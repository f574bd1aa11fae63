//! Audio output seam
//!
//! The game never mixes audio itself. It fires sample triggers and toggles
//! the music through an `AudioSink`; whatever owns the speakers decides what
//! that means. `AudioQueue` is the in-process sink: it records every request
//! so the host can drain and play them (and tests can inspect them).

use serde::{Deserialize, Serialize};

/// Sound effect types
#[derive(Debug, Clone, Copy, PartialEq, Eq, Hash, Serialize, Deserialize)]
pub enum SoundEffect {
    /// Menu button pressed
    ButtonClick,
    /// Player kicks
    Kick,
    /// Player bounces off a crate or enemy
    Bounce,
    /// Wooden crate breaks
    CrateBreak,
    /// Enemy knocked out
    EnemyHit,
    /// Player dies
    Scream,
    /// Left foot
    Footstep1,
    /// Right foot
    Footstep2,
    /// Coin collected
    Coin,
    /// Crusher hits the floor
    Clang,
}

impl SoundEffect {
    /// Slot of this effect in the loaded sample bank
    pub fn sample_index(self) -> usize {
        match self {
            SoundEffect::ButtonClick => 0,
            SoundEffect::Kick => 1,
            SoundEffect::Bounce => 2,
            SoundEffect::CrateBreak => 3,
            SoundEffect::EnemyHit => 4,
            SoundEffect::Scream => 5,
            SoundEffect::Footstep1 => 6,
            SoundEffect::Footstep2 => 7,
            SoundEffect::Coin => 8,
            SoundEffect::Clang => 9,
        }
    }

    pub fn as_str(self) -> &'static str {
        match self {
            SoundEffect::ButtonClick => "button_click",
            SoundEffect::Kick => "kick",
            SoundEffect::Bounce => "bounce",
            SoundEffect::CrateBreak => "crate_break",
            SoundEffect::EnemyHit => "enemy_hit",
            SoundEffect::Scream => "scream",
            SoundEffect::Footstep1 => "footstep_1",
            SoundEffect::Footstep2 => "footstep_2",
            SoundEffect::Coin => "coin",
            SoundEffect::Clang => "clang",
        }
    }
}

/// Fire-and-forget audio output
pub trait AudioSink {
    fn play(&mut self, effect: SoundEffect);
    fn play_music(&mut self);
    fn stop_music(&mut self);
    /// Master volume (0.0 - 1.0)
    fn set_master_volume(&mut self, volume: f32);
}

/// One recorded audio request
#[derive(Debug, Clone, Copy, PartialEq, Eq, Serialize, Deserialize)]
pub enum AudioEvent {
    Sample(SoundEffect),
    MusicStarted,
    MusicStopped,
}

/// Audio sink that queues requests for the host to drain
#[derive(Debug, Clone)]
pub struct AudioQueue {
    events: Vec<AudioEvent>,
    music_playing: bool,
    master_volume: f32,
}

impl Default for AudioQueue {
    fn default() -> Self {
        Self::new()
    }
}

impl AudioQueue {
    pub fn new() -> Self {
        Self {
            events: Vec::new(),
            music_playing: false,
            master_volume: 0.5,
        }
    }

    pub fn events(&self) -> &[AudioEvent] {
        &self.events
    }

    /// Take every request queued since the last drain
    pub fn drain(&mut self) -> Vec<AudioEvent> {
        std::mem::take(&mut self.events)
    }

    /// How many times `effect` is queued
    pub fn count(&self, effect: SoundEffect) -> usize {
        self.events
            .iter()
            .filter(|e| **e == AudioEvent::Sample(effect))
            .count()
    }

    pub fn is_music_playing(&self) -> bool {
        self.music_playing
    }

    pub fn master_volume(&self) -> f32 {
        self.master_volume
    }
}

impl AudioSink for AudioQueue {
    fn play(&mut self, effect: SoundEffect) {
        log::trace!("sample {} ({})", effect.sample_index(), effect.as_str());
        self.events.push(AudioEvent::Sample(effect));
    }

    fn play_music(&mut self) {
        self.music_playing = true;
        self.events.push(AudioEvent::MusicStarted);
    }

    fn stop_music(&mut self) {
        self.music_playing = false;
        self.events.push(AudioEvent::MusicStopped);
    }

    fn set_master_volume(&mut self, volume: f32) {
        self.master_volume = volume.clamp(0.0, 1.0);
    }
}

#[cfg(test)]
mod tests {
    use super::*;

    #[test]
    fn test_sample_bank_order() {
        assert_eq!(SoundEffect::ButtonClick.sample_index(), 0);
        assert_eq!(SoundEffect::Scream.sample_index(), 5);
        assert_eq!(SoundEffect::Footstep2.sample_index(), 7);
        assert_eq!(SoundEffect::Clang.sample_index(), 9);
    }

    #[test]
    fn test_queue_records_and_drains() {
        let mut audio = AudioQueue::new();
        audio.play(SoundEffect::Coin);
        audio.play(SoundEffect::Coin);
        audio.play_music();
        assert_eq!(audio.count(SoundEffect::Coin), 2);
        assert!(audio.is_music_playing());

        let drained = audio.drain();
        assert_eq!(drained.len(), 3);
        assert_eq!(drained[2], AudioEvent::MusicStarted);
        assert!(audio.events().is_empty());

        audio.stop_music();
        assert!(!audio.is_music_playing());
    }

    #[test]
    fn test_volume_clamped() {
        let mut audio = AudioQueue::new();
        audio.set_master_volume(1.5);
        assert_eq!(audio.master_volume(), 1.0);
        audio.set_master_volume(-0.1);
        assert_eq!(audio.master_volume(), 0.0);
    }
}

- Task item -
Scan the listing for the string "Serialize", then copy every line where it appears.

- Exercise answer -
use serde::{Deserialize, Serialize};
#[derive(Debug, Clone, Copy, PartialEq, Eq, Hash, Serialize, Deserialize)]
#[derive(Debug, Clone, Copy, PartialEq, Eq, Serialize, Deserialize)]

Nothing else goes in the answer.